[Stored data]
====

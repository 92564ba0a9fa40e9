//! Argument formats: the declared shape of a command's input.
//!
//! An [`ArgsFormat`] is a flat, immutable bundle of command-name anchors,
//! command options, positional arguments and options. Formats of nested
//! commands are composed with [`ArgsFormat::extend`], which copies the parent
//! format and validates every addition against the union.

mod argument;
mod command;
pub(crate) mod names;
mod option;

use std::collections::HashSet;

use tracing::debug;

pub use argument::{ArgumentSpec, ArgumentSpecBuilder};
pub use command::{CommandName, CommandOption, CommandOptionBuilder};
pub use names::{OptionNames, PreferredName};
pub use option::{DEFAULT_VALUE_NAME, OptionSpec, OptionSpecBuilder, OptionValue};

use crate::error::{FormatError, Result};

/// The declared anchors, arguments and options of one command.
///
/// # Examples
///
/// ```
/// use cmdroute_core::{ArgsFormat, ArgumentSpec, CommandName, OptionSpec, OptionValue};
///
/// let format = ArgsFormat::builder()
///     .add_command_name(CommandName::new("server", ["srv"]).unwrap())
///     .add_option(
///         OptionSpec::builder("port")
///             .short_name("p")
///             .value(OptionValue::Required)
///             .build()
///             .unwrap(),
///     )
///     .unwrap()
///     .add_argument(ArgumentSpec::required("host").unwrap())
///     .unwrap()
///     .build();
///
/// assert_eq!(format.command_names()[0].name(), "server");
/// assert!(format.option_by_short('p').is_some());
/// assert!(format.argument("host").unwrap().is_required());
/// ```
#[derive(Debug, Clone, Default, PartialEq)]
pub struct ArgsFormat {
    command_names: Vec<CommandName>,
    command_options: Vec<CommandOption>,
    arguments: Vec<ArgumentSpec>,
    options: Vec<OptionSpec>,
}

impl ArgsFormat {
    /// Starts an empty format.
    pub fn builder() -> ArgsFormatBuilder {
        ArgsFormatBuilder::default()
    }

    /// Starts a builder that already contains everything in `base`.
    pub fn extend(base: &ArgsFormat) -> ArgsFormatBuilder {
        ArgsFormatBuilder {
            format: base.clone(),
        }
    }

    /// Command-name anchors, outermost first.
    pub fn command_names(&self) -> &[CommandName] {
        &self.command_names
    }

    /// Command options, inherited ones first.
    pub fn command_options(&self) -> &[CommandOption] {
        &self.command_options
    }

    /// Positional arguments in declaration order.
    pub fn arguments(&self) -> &[ArgumentSpec] {
        &self.arguments
    }

    /// Options in declaration order, inherited ones first.
    pub fn options(&self) -> &[OptionSpec] {
        &self.options
    }

    /// The argument called `name`.
    pub fn argument(&self, name: &str) -> Option<&ArgumentSpec> {
        self.arguments.iter().find(|arg| arg.name() == name)
    }

    /// Looks up an option by long name or long alias (without dashes).
    pub fn option(&self, name: &str) -> Option<&OptionSpec> {
        self.options.iter().find(|opt| opt.names().matches_long(name))
    }

    /// The option with short name or short alias `short`.
    pub fn option_by_short(&self, short: char) -> Option<&OptionSpec> {
        self.options.iter().find(|opt| opt.names().matches_short(short))
    }

    /// The command option with long name or alias `name`.
    pub fn command_option(&self, name: &str) -> Option<&CommandOption> {
        self.command_options.iter().find(|opt| opt.names().matches_long(name))
    }

    /// The command option with short name or short alias `short`.
    pub fn command_option_by_short(&self, short: char) -> Option<&CommandOption> {
        self.command_options.iter().find(|opt| opt.names().matches_short(short))
    }

    /// Returns `true` if any positional argument is declared.
    pub fn has_arguments(&self) -> bool {
        !self.arguments.is_empty()
    }

    /// Returns `true` if any argument is required.
    pub fn has_required_argument(&self) -> bool {
        self.arguments.iter().any(ArgumentSpec::is_required)
    }

    /// Returns `true` if the last argument collects the remaining positionals.
    pub fn has_multi_valued_argument(&self) -> bool {
        self.arguments.iter().any(ArgumentSpec::is_multi_valued)
    }

    fn taken_option_spellings(&self) -> HashSet<String> {
        self.options
            .iter()
            .map(OptionSpec::names)
            .chain(self.command_options.iter().map(CommandOption::names))
            .flat_map(OptionNames::spellings)
            .collect()
    }
}

/// Accumulates a format, validating each addition eagerly.
#[derive(Debug, Clone, Default)]
pub struct ArgsFormatBuilder {
    format: ArgsFormat,
}

impl ArgsFormatBuilder {
    /// Appends a command-name anchor.
    pub fn add_command_name(mut self, name: CommandName) -> Self {
        self.format.command_names.push(name);
        self
    }

    /// Adds a command option.
    ///
    /// # Errors
    ///
    /// Fails when one of its names is already taken by another option or
    /// command option.
    pub fn add_command_option(mut self, option: CommandOption) -> Result<Self> {
        self.check_option_names(option.names())?;
        self.format.command_options.push(option);
        Ok(self)
    }

    /// Adds an option.
    ///
    /// # Errors
    ///
    /// Fails when one of its names is already taken.
    pub fn add_option(mut self, option: OptionSpec) -> Result<Self> {
        self.check_option_names(option.names())?;
        self.format.options.push(option);
        Ok(self)
    }

    /// Appends a positional argument.
    ///
    /// # Errors
    ///
    /// Fails on a duplicate name, a required argument after an optional one,
    /// or any argument after a multi-valued one.
    pub fn add_argument(mut self, argument: ArgumentSpec) -> Result<Self> {
        if self.format.argument(argument.name()).is_some() {
            return Err(FormatError::DuplicateArgument(argument.name().to_string()).into());
        }
        if let Some(last) = self.format.arguments.last() {
            if last.is_multi_valued() {
                return Err(FormatError::ArgumentAfterMultiValued(
                    argument.name().to_string(),
                    last.name().to_string(),
                )
                .into());
            }
            if argument.is_required() && last.is_optional() {
                return Err(FormatError::RequiredAfterOptional(
                    argument.name().to_string(),
                    last.name().to_string(),
                )
                .into());
            }
        }
        self.format.arguments.push(argument);
        Ok(self)
    }

    /// Adds options in order, see [`ArgsFormatBuilder::add_option`].
    pub fn add_options<I: IntoIterator<Item = OptionSpec>>(self, options: I) -> Result<Self> {
        options.into_iter().try_fold(self, Self::add_option)
    }

    /// Appends arguments in order, see [`ArgsFormatBuilder::add_argument`].
    pub fn add_arguments<I: IntoIterator<Item = ArgumentSpec>>(self, arguments: I) -> Result<Self> {
        arguments.into_iter().try_fold(self, Self::add_argument)
    }

    /// Finishes the format; every rule was checked while adding.
    pub fn build(self) -> ArgsFormat {
        debug!(
            anchors = self.format.command_names.len(),
            command_options = self.format.command_options.len(),
            arguments = self.format.arguments.len(),
            options = self.format.options.len(),
            "Built args format"
        );
        self.format
    }

    fn check_option_names(&self, names: &OptionNames) -> std::result::Result<(), FormatError> {
        let taken = self.format.taken_option_spellings();
        let mut own = HashSet::new();
        for spelling in names.spellings() {
            if taken.contains(&spelling) || !own.insert(spelling.clone()) {
                return Err(FormatError::DuplicateOption(spelling));
            }
        }
        Ok(())
    }
}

====

• **DIRECTIONS**
Show me all lines in the records that contain "when".

• **ANSWER TO THIS EXERCISE**
    /// Fails when one of its names is already taken by another option or
    /// Fails when one of its names is already taken.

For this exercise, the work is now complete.